* [EXERCISE OBJECTIVE]: Every line of the entries that holds the word "Alte" is to be copied.

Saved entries
■ ■ ■
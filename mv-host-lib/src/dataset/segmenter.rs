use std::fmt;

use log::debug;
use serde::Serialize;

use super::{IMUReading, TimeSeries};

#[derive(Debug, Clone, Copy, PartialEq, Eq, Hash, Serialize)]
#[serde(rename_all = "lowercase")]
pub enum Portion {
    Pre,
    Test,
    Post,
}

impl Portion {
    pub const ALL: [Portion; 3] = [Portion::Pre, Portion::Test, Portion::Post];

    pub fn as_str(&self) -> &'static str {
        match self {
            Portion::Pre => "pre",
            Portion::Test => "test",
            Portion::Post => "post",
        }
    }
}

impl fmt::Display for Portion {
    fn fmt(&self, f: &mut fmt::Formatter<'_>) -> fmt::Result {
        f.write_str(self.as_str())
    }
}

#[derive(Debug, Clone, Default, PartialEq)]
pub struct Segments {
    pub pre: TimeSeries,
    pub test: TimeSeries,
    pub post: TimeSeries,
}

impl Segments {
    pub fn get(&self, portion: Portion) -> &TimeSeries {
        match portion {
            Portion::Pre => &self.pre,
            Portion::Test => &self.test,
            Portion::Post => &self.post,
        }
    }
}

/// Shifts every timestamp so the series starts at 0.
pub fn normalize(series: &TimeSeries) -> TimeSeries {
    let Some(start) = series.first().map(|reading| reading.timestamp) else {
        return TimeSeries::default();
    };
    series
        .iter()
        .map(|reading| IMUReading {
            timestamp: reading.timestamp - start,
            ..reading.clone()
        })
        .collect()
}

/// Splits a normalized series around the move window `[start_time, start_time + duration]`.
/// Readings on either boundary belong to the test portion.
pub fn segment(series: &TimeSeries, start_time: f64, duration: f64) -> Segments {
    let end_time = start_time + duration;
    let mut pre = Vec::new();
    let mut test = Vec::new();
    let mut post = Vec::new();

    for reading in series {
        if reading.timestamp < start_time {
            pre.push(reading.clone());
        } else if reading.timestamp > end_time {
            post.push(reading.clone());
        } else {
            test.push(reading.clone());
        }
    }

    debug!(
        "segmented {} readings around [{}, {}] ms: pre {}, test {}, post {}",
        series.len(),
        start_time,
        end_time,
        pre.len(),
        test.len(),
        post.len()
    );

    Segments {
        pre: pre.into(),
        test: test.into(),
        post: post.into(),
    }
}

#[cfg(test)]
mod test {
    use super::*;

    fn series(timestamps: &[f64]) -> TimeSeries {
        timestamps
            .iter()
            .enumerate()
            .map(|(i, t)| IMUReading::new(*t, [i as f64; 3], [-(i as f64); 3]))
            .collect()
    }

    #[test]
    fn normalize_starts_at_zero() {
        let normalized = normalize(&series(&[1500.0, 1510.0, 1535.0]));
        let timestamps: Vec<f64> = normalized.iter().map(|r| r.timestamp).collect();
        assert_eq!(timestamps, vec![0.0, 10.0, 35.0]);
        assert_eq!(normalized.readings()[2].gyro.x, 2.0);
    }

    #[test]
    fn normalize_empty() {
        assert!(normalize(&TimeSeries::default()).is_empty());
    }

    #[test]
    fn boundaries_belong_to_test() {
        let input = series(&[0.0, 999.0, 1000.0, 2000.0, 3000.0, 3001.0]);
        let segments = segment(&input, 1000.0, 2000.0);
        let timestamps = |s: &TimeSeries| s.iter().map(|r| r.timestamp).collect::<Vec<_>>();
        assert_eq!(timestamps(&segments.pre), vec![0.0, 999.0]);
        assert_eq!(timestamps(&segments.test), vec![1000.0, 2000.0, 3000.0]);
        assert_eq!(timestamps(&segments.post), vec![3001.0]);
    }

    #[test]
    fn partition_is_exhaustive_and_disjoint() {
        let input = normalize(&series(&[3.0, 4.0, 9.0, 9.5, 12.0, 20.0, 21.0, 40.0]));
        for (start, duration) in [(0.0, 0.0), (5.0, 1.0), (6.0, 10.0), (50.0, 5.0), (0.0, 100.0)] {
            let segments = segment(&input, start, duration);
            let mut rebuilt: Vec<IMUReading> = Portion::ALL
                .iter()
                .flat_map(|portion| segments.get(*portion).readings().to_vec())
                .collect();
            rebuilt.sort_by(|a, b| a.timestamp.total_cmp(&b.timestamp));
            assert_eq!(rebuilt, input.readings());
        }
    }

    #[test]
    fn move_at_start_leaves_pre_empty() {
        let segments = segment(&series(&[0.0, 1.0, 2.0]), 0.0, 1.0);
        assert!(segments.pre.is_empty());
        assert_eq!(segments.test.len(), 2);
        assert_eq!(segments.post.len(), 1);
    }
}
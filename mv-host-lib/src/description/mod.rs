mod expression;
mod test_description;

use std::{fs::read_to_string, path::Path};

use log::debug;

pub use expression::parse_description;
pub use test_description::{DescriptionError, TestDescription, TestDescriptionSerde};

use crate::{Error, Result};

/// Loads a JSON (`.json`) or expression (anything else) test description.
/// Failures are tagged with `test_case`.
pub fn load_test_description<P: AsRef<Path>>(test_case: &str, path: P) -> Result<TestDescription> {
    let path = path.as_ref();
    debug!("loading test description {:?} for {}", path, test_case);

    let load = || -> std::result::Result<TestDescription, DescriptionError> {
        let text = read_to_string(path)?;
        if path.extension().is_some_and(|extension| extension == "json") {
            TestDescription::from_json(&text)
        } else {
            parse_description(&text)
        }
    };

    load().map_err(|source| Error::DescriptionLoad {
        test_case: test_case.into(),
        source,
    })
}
■ ■ ■
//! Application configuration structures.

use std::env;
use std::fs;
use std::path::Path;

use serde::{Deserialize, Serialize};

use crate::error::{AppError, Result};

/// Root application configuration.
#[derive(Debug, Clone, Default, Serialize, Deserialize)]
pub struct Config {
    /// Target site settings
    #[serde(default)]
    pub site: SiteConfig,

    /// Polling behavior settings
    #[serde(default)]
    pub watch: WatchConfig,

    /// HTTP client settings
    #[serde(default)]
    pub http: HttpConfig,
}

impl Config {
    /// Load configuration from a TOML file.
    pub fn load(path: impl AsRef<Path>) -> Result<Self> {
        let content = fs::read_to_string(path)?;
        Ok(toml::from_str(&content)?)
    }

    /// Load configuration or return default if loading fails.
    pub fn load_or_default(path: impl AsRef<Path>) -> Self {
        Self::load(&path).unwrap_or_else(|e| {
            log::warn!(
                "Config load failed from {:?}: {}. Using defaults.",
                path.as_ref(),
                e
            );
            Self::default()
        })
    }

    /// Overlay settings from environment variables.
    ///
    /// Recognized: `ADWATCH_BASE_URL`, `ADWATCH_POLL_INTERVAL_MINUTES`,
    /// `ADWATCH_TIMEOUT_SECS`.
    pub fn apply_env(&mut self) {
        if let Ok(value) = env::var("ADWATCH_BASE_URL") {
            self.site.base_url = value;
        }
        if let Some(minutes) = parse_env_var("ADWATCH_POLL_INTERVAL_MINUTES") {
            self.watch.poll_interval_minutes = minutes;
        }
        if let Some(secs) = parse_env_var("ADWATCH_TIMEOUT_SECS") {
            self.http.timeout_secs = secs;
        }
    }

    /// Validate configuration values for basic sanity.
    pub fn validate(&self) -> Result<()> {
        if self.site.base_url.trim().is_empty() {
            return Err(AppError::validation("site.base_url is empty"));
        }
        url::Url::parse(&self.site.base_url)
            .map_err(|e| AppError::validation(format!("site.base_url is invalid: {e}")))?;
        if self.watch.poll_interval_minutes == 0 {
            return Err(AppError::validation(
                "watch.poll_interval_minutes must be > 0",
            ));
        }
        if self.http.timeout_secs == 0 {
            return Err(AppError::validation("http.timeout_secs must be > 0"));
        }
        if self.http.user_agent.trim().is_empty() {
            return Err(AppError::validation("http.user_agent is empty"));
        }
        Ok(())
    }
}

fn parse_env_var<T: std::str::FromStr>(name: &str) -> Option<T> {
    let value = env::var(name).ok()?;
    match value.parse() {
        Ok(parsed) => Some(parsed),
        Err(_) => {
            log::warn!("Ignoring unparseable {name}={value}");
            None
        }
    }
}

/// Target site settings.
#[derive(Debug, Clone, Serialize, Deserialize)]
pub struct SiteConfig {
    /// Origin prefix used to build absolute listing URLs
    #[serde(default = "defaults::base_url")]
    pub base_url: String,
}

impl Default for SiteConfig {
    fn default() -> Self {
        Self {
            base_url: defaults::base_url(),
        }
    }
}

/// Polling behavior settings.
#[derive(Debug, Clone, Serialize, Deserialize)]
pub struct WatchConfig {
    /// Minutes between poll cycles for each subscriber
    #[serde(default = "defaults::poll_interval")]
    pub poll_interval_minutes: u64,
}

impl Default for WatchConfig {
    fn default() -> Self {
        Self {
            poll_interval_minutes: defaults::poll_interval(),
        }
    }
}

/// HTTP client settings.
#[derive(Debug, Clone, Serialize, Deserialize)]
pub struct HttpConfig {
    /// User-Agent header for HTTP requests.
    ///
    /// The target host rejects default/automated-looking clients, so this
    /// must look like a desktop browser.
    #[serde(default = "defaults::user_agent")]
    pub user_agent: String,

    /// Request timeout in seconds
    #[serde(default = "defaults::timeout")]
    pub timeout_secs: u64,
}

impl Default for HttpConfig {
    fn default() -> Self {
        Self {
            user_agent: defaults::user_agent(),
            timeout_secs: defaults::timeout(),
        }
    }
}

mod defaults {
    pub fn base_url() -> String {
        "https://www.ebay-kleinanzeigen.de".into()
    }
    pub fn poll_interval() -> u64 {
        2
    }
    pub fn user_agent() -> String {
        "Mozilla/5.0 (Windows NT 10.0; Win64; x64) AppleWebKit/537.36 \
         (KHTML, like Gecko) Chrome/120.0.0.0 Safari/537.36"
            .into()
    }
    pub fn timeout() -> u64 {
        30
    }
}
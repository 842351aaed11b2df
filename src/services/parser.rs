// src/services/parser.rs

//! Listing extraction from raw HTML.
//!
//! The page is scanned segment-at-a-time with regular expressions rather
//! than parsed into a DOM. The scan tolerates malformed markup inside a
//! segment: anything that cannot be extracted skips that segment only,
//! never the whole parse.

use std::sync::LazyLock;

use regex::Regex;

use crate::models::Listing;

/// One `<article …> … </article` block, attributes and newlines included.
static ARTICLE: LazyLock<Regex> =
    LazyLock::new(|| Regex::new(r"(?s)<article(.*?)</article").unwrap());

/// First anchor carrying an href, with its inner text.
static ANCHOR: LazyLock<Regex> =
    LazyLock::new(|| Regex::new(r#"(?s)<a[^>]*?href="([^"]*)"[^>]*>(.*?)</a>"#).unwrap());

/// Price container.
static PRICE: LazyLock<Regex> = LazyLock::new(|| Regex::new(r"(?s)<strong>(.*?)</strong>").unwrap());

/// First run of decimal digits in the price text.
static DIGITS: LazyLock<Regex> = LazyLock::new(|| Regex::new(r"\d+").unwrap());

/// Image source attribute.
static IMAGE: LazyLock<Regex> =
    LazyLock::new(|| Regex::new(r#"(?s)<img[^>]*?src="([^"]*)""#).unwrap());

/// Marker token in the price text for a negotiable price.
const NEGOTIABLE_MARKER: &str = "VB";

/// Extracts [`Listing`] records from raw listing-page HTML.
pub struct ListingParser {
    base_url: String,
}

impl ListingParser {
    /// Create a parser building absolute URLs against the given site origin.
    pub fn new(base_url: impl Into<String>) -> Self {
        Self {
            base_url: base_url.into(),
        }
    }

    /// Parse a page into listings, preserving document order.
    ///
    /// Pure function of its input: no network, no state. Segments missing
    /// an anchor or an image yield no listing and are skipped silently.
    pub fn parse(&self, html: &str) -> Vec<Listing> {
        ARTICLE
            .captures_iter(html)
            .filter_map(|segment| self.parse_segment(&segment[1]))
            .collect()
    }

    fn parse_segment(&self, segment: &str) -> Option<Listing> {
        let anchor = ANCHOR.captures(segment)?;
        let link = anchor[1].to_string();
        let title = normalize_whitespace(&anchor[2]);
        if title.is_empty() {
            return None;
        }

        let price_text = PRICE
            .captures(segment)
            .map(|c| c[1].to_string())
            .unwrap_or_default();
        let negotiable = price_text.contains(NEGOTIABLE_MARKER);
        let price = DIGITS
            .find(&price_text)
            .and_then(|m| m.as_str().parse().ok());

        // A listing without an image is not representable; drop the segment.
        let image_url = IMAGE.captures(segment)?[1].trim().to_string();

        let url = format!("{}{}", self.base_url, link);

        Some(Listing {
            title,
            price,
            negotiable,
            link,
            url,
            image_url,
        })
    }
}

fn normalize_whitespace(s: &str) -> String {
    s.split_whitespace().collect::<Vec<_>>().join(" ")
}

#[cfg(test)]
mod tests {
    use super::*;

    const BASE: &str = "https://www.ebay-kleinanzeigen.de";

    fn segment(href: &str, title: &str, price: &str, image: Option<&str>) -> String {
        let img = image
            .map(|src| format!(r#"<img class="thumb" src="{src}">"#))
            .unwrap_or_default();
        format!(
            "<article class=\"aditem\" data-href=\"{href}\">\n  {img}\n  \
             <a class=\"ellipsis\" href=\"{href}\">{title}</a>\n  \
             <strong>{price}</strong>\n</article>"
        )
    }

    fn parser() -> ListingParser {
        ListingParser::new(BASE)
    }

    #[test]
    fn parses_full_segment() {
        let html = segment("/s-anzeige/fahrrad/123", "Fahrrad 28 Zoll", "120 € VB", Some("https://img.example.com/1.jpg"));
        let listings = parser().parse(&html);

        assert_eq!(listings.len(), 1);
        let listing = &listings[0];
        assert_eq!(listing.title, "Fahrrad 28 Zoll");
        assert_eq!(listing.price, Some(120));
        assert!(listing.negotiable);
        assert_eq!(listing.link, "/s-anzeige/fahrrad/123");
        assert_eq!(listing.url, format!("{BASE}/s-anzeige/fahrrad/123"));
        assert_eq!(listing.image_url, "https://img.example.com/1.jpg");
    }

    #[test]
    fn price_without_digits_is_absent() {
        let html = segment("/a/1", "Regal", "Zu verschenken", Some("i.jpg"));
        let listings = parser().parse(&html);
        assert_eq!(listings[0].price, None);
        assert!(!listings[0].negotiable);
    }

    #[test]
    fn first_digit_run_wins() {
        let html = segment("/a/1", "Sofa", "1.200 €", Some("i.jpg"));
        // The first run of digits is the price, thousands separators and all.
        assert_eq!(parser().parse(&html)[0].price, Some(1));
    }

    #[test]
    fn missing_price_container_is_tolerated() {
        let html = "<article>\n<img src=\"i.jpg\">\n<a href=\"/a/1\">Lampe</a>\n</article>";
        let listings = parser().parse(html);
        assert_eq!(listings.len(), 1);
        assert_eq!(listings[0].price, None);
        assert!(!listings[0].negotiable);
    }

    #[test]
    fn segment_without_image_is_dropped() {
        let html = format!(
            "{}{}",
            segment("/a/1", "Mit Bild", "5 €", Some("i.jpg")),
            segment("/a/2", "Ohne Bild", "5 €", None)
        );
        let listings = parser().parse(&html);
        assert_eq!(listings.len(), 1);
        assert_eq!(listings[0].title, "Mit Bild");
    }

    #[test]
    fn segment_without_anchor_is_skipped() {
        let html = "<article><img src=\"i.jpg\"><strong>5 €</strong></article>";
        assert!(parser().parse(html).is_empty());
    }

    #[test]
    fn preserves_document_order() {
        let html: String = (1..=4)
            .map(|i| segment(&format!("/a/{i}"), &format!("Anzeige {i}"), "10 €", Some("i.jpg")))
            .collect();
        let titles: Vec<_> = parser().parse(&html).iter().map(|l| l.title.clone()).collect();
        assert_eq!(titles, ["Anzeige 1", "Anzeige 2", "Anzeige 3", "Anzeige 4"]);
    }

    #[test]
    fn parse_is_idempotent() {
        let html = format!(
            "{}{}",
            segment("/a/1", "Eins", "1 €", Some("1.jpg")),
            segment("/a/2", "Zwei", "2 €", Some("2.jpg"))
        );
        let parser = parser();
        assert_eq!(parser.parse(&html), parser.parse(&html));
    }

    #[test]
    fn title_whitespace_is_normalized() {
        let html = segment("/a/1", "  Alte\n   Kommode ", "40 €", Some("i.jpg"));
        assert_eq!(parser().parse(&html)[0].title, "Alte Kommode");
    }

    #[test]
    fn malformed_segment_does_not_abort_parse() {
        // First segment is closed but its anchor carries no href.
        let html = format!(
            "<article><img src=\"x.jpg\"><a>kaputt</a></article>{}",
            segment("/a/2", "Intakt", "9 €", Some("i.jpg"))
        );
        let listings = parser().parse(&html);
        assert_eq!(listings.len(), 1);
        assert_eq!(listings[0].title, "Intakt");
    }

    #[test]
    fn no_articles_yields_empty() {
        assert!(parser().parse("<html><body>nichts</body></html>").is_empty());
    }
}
■ ■ ■
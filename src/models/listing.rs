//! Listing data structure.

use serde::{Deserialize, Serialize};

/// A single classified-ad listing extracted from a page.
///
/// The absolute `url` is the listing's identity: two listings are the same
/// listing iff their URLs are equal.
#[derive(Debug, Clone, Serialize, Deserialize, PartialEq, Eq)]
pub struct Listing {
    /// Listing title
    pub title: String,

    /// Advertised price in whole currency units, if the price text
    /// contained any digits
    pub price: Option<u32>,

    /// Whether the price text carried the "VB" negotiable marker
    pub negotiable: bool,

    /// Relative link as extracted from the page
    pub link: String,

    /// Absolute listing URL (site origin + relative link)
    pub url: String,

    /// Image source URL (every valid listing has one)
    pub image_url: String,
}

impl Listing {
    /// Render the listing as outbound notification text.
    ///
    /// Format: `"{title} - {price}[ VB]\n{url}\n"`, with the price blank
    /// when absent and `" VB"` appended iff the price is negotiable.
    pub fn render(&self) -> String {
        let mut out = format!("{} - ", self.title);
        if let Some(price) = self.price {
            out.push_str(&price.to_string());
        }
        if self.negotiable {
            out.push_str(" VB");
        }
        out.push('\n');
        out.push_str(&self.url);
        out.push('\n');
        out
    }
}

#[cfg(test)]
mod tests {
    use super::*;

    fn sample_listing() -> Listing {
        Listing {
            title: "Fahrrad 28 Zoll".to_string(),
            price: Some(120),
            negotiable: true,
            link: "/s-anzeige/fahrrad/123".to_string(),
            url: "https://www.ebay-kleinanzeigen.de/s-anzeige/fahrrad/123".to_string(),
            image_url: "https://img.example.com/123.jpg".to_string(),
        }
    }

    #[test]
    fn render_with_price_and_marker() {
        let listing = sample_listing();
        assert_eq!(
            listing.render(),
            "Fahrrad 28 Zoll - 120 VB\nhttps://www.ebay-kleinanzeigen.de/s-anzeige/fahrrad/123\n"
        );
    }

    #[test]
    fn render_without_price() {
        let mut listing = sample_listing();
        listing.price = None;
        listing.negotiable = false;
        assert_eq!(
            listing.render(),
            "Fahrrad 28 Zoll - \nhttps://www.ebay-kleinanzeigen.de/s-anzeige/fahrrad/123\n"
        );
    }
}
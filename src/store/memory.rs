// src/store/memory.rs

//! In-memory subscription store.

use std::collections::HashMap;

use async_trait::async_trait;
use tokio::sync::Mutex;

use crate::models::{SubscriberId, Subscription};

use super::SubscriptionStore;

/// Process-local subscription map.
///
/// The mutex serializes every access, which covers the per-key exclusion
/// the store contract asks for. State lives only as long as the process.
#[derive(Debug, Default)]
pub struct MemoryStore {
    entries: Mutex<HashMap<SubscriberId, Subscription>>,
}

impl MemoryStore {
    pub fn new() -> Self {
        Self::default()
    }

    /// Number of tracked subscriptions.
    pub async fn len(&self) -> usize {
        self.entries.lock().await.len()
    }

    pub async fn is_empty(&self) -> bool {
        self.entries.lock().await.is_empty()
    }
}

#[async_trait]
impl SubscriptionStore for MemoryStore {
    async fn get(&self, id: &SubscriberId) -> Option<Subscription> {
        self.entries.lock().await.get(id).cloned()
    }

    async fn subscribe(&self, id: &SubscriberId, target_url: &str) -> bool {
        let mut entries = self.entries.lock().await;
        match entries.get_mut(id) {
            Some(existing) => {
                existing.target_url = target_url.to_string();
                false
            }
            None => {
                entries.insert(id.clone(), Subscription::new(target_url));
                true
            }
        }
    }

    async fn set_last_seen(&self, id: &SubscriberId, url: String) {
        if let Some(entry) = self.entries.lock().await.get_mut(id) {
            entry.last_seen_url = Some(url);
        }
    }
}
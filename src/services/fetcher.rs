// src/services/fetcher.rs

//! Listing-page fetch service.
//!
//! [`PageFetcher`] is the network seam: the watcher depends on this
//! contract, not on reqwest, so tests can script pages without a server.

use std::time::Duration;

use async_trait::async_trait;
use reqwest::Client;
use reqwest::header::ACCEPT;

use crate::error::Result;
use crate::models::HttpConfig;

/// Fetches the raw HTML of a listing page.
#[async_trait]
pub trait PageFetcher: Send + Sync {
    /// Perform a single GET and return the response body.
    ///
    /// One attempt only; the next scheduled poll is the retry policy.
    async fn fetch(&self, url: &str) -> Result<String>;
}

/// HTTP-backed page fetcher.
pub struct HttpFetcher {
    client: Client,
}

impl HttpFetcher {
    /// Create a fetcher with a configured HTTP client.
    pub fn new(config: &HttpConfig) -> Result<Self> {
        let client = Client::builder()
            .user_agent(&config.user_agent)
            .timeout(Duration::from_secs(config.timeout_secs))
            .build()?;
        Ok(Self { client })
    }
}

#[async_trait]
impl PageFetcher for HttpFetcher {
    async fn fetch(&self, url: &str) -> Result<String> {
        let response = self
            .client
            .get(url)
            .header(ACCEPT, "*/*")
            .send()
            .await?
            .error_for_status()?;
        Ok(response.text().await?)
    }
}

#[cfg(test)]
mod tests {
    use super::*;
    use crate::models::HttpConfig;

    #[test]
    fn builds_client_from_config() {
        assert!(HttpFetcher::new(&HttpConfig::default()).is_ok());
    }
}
■ ■ ■
* [ANSWER FOR THIS EXERCISE]:
        let html = segment("/a/1", "  Alte\n   Kommode ", "40 €", Some("i.jpg"));
        assert_eq!(parser().parse(&html)[0].title, "Alte Kommode");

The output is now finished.